---
title: "Transforming FHIR documents to tables with BiocFHIR"
author: "Vincent J. Carey, stvjc at channing.harvard.edu"
date: "`r format(Sys.time(), '%B %d, %Y')`"
vignette: >
  %\VignetteEngine{knitr::rmarkdown}
  %\VignetteIndexEntry{Transforming FHIR documents to tables with BiocFHIR}
  %\VignetteEncoding{UTF-8}
output:
  BiocStyle::html_document:
    highlight: pygments
    number_sections: yes
    theme: united
    toc: yes
---

```{r setup,results="hide",echo=FALSE}
suppressPackageStartupMessages({
suppressMessages({
library(BiocFHIR)
library(DT)
library(jsonlite)
})
})
```

# Introduction

The purpose of this vignette is to provide
details on how FHIR documents are
transformed to tables in BiocFHIR.

This text uses R commands that will work for an R (version 4.2 or greater) in which
BiocFHIR (version 0.0.14 or greater) has been installed.  The source codes are
always available at [github](https://github.com/vjcitn/BiocFHIR) and may
be available for installation by other means.
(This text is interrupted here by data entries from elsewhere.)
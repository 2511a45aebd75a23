//! Dispatcher control loop
//!
//! One loop claims jobs from the [`JobStore`] while a semaphore bounds the
//! number of jobs executing at once. Each claimed job runs in its own task:
//! make its model resident, stream the generation, finalize the record.
//! A failed job is recorded and the loop moves on; nothing is retried in
//! place. A housekeeping task redelivers expired claims, archives old jobs
//! and writes the store snapshot.

use crate::job::{ClaimToken, Job};
use crate::model::ModelLifecycleManager;
use crate::store::{ClaimedJob, FinalizeOutcome, JobStore, Reclaimed};
use crate::stream::{StreamCoordinator, StreamOutcome};
use crate::subscribers::{OutputPublisher, SubscriberRegistry};
use llmq_common::{LlmqConfig, LlmqError};
use llmq_proto::{ErrorKind, JobError, JobId, JobOutput, JobStatus, TerminalState};
use parking_lot::Mutex;
use std::collections::HashMap;
use std::path::PathBuf;
use std::sync::Arc;
use std::time::Duration;
use tokio::sync::{OwnedSemaphorePermit, Semaphore};
use tokio::task::JoinHandle;
use tokio::time::{Instant, MissedTickBehavior};
use tokio_util::sync::CancellationToken;
use tokio_util::task::TaskTracker;
use tracing::{debug, error, info, info_span, warn, Instrument};

#[derive(Debug, Clone)]
struct DispatcherSettings {
    max_concurrent: usize,
    poll_interval: Duration,
    renew_interval: Duration,
    housekeeping_interval: Duration,
    retention: Duration,
    snapshot_path: Option<PathBuf>,
}

struct InFlightJob {
    token: ClaimToken,
    cancel: CancellationToken,
}

/// Aborts the wrapped task when dropped
struct AbortOnDrop(JoinHandle<()>);

impl Drop for AbortOnDrop {
    fn drop(&mut self) {
        self.0.abort();
    }
}

fn job_error(err: &LlmqError) -> JobError {
    JobError {
        kind: err.kind().unwrap_or(ErrorKind::Backend),
        message: err.to_string(),
    }
}

/// Claims jobs and drives them to a terminal state
#[derive(Clone)]
pub struct Dispatcher {
    store: Arc<JobStore>,
    models: ModelLifecycleManager,
    streams: Arc<StreamCoordinator>,
    subscribers: Arc<SubscriberRegistry>,
    settings: Arc<DispatcherSettings>,
    permits: Arc<Semaphore>,
    in_flight: Arc<Mutex<HashMap<JobId, InFlightJob>>>,
    tracker: TaskTracker,
    shutdown: CancellationToken,
}

impl Dispatcher {
    pub fn new(
        config: &LlmqConfig,
        store: Arc<JobStore>,
        models: ModelLifecycleManager,
        streams: Arc<StreamCoordinator>,
        subscribers: Arc<SubscriberRegistry>,
    ) -> Self {
        let settings = DispatcherSettings {
            max_concurrent: config.scheduler.max_concurrent_streams.max(1),
            poll_interval: config.claim_poll_interval(),
            renew_interval: config.lease_renew_interval(),
            housekeeping_interval: config.housekeeping_interval(),
            retention: config.retention(),
            snapshot_path: config.scheduler.snapshot_path.clone(),
        };

        Self {
            store,
            models,
            streams,
            subscribers,
            permits: Arc::new(Semaphore::new(settings.max_concurrent)),
            settings: Arc::new(settings),
            in_flight: Arc::new(Mutex::new(HashMap::new())),
            tracker: TaskTracker::new(),
            shutdown: CancellationToken::new(),
        }
    }

    /// Spawn the claim loop and the housekeeping task
    pub fn start(&self) {
        info!(
            max_concurrent = self.settings.max_concurrent,
            poll_ms = self.settings.poll_interval.as_millis() as u64,
            "Starting dispatcher"
        );
        self.tracker.spawn(self.clone().run());
        self.tracker.spawn(self.clone().housekeeping());
    }

    /// Stop claiming, abort running jobs and wait for their tasks
    ///
    /// Jobs aborted this way are not finalized; their claims stay in the
    /// store so a restored snapshot puts them back in the queue.
    pub async fn shutdown(&self) {
        self.shutdown.cancel();
        self.tracker.close();
        self.tracker.wait().await;
        info!("Dispatcher stopped");
    }

    pub fn is_shutting_down(&self) -> bool {
        self.shutdown.is_cancelled()
    }

    /// Abort the running execution of a job; false if none runs here
    pub fn signal_cancel(&self, job_id: JobId) -> bool {
        match self.in_flight.lock().get(&job_id) {
            Some(job) => {
                job.cancel.cancel();
                true
            }
            None => false,
        }
    }

    /// Number of jobs currently executing
    pub fn in_flight_count(&self) -> usize {
        self.in_flight.lock().len()
    }

    async fn run(self) {
        loop {
            let permit = tokio::select! {
                _ = self.shutdown.cancelled() => break,
                permit = Arc::clone(&self.permits).acquire_owned() => match permit {
                    Ok(permit) => permit,
                    Err(_) => break,
                },
            };

            self.reclaim();
            let resident = self.models.active_model();
            match self.store.claim(resident.as_deref()) {
                Some(claimed) => self.spawn_job(claimed, permit),
                None => {
                    drop(permit);
                    tokio::select! {
                        _ = self.shutdown.cancelled() => break,
                        _ = self.store.wait_for_work() => {}
                        _ = tokio::time::sleep(self.settings.poll_interval) => {}
                    }
                }
            }
        }
        debug!("Claim loop exited");
    }

    async fn housekeeping(self) {
        let mut ticker = tokio::time::interval(self.settings.housekeeping_interval);
        ticker.set_missed_tick_behavior(MissedTickBehavior::Delay);

        loop {
            tokio::select! {
                _ = self.shutdown.cancelled() => break,
                _ = ticker.tick() => {}
            }

            self.reclaim();
            self.store.purge_finalized(self.settings.retention);
            if let Some(path) = &self.settings.snapshot_path {
                if let Err(e) = self.store.save_snapshot(path).await {
                    warn!(path = %path.display(), "Failed to save job store snapshot: {}", e);
                }
            }
        }
    }

    /// Apply expired claims to local executions and subscribers
    fn reclaim(&self) {
        for reclaimed in self.store.reclaim_expired() {
            match reclaimed {
                Reclaimed::Redelivered { job_id, attempt } => {
                    self.abort_local(job_id);
                    self.subscribers.restart(job_id, attempt);
                }
                Reclaimed::Cancelled { job_id } => {
                    self.abort_local(job_id);
                    self.subscribers.finish(job_id, JobStatus::Cancelled, None);
                }
            }
        }
    }

    fn abort_local(&self, job_id: JobId) {
        if let Some(job) = self.in_flight.lock().remove(&job_id) {
            job.cancel.cancel();
        }
    }

    fn spawn_job(&self, claimed: ClaimedJob, permit: OwnedSemaphorePermit) {
        let job_id = claimed.job.id;
        let cancel = self.shutdown.child_token();
        self.in_flight.lock().insert(
            job_id,
            InFlightJob {
                token: claimed.token,
                cancel: cancel.clone(),
            },
        );

        // a cancel may have landed between claim and registration
        if self.store.is_cancel_requested(job_id) {
            cancel.cancel();
        }

        let span = info_span!(
            "job",
            %job_id,
            model = %claimed.job.model,
            attempt = claimed.job.retry_count
        );
        let this = self.clone();
        self.tracker.spawn(
            async move {
                let _permit = permit;
                this.process(claimed, cancel).await;
            }
            .instrument(span),
        );
    }

    async fn process(&self, claimed: ClaimedJob, cancel: CancellationToken) {
        let ClaimedJob { job, token } = claimed;
        let job_id = job.id;
        let started = Instant::now();

        let renewal = self.spawn_lease_renewal(job_id, token, cancel.clone());
        let publisher = self.subscribers.open(job_id, job.retry_count);
        let outcome = self.execute(&job, token, &publisher, &cancel).await;
        drop(renewal);

        let terminal = match outcome {
            StreamOutcome::Completed => Some((TerminalState::Completed, None)),
            StreamOutcome::Cancelled
                if self.shutdown.is_cancelled() && !self.store.is_cancel_requested(job_id) =>
            {
                info!("Execution aborted by shutdown, job left for redelivery");
                None
            }
            StreamOutcome::Cancelled => Some((TerminalState::Cancelled, None)),
            StreamOutcome::Failed(e) => Some((TerminalState::Failed, Some(job_error(&e)))),
            StreamOutcome::Superseded => None,
        };

        if let Some((terminal, error)) = terminal {
            self.finalize(job_id, token, terminal, publisher.snapshot(), error);
            debug!(elapsed_ms = started.elapsed().as_millis() as u64, "Job processed");
        }
        self.release(job_id, token);
    }

    async fn execute(
        &self,
        job: &Job,
        token: ClaimToken,
        publisher: &OutputPublisher,
        cancel: &CancellationToken,
    ) -> StreamOutcome {
        if !self.models.is_active(&job.model) {
            if let Err(e) = self.store.transition(job.id, token, JobStatus::ModelSwitching) {
                return lost_claim(e);
            }
        }

        let lease = tokio::select! {
            biased;
            _ = cancel.cancelled() => return StreamOutcome::Cancelled,
            lease = self.models.ensure_active(&job.model) => lease,
        };
        // capacity and switch errors fail the job, it is not requeued
        let _lease = match lease {
            Ok(lease) => lease,
            Err(e) => return StreamOutcome::Failed(e),
        };

        if let Err(e) = self.store.transition(job.id, token, JobStatus::Streaming) {
            return lost_claim(e);
        }
        self.streams.run(job, publisher, cancel).await
    }

    fn finalize(
        &self,
        job_id: JobId,
        token: ClaimToken,
        terminal: TerminalState,
        output: JobOutput,
        error: Option<JobError>,
    ) {
        match self.store.finalize(job_id, token, terminal, output, error.clone()) {
            Ok(FinalizeOutcome::Finalized) => {
                self.subscribers.finish(job_id, terminal.as_status(), error);
            }
            Ok(FinalizeOutcome::AlreadyFinalized) => {}
            Err(e @ (LlmqError::StaleClaim(_) | LlmqError::AlreadyFinalized { .. })) => {
                info!("Claim lost before finalization: {}", e);
            }
            Err(e) => error!("Failed to finalize job: {}", e),
        }
    }

    fn release(&self, job_id: JobId, token: ClaimToken) {
        let mut in_flight = self.in_flight.lock();
        if in_flight.get(&job_id).map_or(false, |job| job.token == token) {
            in_flight.remove(&job_id);
        }
    }

    /// Keep the claim alive while the job executes
    fn spawn_lease_renewal(
        &self,
        job_id: JobId,
        token: ClaimToken,
        cancel: CancellationToken,
    ) -> AbortOnDrop {
        let store = Arc::clone(&self.store);
        let every = self.settings.renew_interval;

        AbortOnDrop(tokio::spawn(async move {
            let mut ticker = tokio::time::interval_at(Instant::now() + every, every);
            loop {
                ticker.tick().await;
                if let Err(e) = store.renew(job_id, token) {
                    warn!(%job_id, "Claim renewal failed, abandoning execution: {}", e);
                    cancel.cancel();
                    return;
                }
            }
        }))
    }
}

fn lost_claim(err: LlmqError) -> StreamOutcome {
    warn!("Claim lost during execution: {}", err);
    StreamOutcome::Superseded
}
# Examining sample data, again

In the "Upper level FHIR concepts" vignette, we used the
following code to get a peek at the information
structure in a single document representing a Bundle
associated with a patient.

```{r takepeek}
tfile = dir(system.file("json", package="BiocFHIR"), full=TRUE)
peek = jsonlite::fromJSON(tfile)
names(peek)
peek$resourceType
names(peek$entry)
length(names(peek$entry$resource))
class(peek$entry$resource)
dim(peek$entry$resource)
head(names(peek$entry$resource))
```

We perform a first stage of transformation with `process_fhir_bundle`:
```{r txpeek}
bu = process_fhir_bundle(tfile)
bu
```

# Bundle to data frames

Each processed bundle is a collection of data.frame instances, formed
by splitting the input "entry" element by "resourceType".
These data.frames are mostly filled with NA missing values, but
some columns have been ingested as lists.  Executive decisions
are made in the package regarding which columns are likely
to hold useful information.  Thus we have

```{r lkpo}
po1 <- process_Observation(bu$Observation)
dim(po1)
datatable(po1)
```

# Filtering FHIR elements

A list of vectors of field names serves as the
basis for filtering JSON elements into
records for tabulation.
```{r lksch}
FHIR_retention_schemas()
```

Because each observation on Blood Pressure includes a "component"
element with two elements (for systolic and diastolic blood pressure readings),
special code is required to map the metadata for the Blood Pressure observations
to the specific values for each component.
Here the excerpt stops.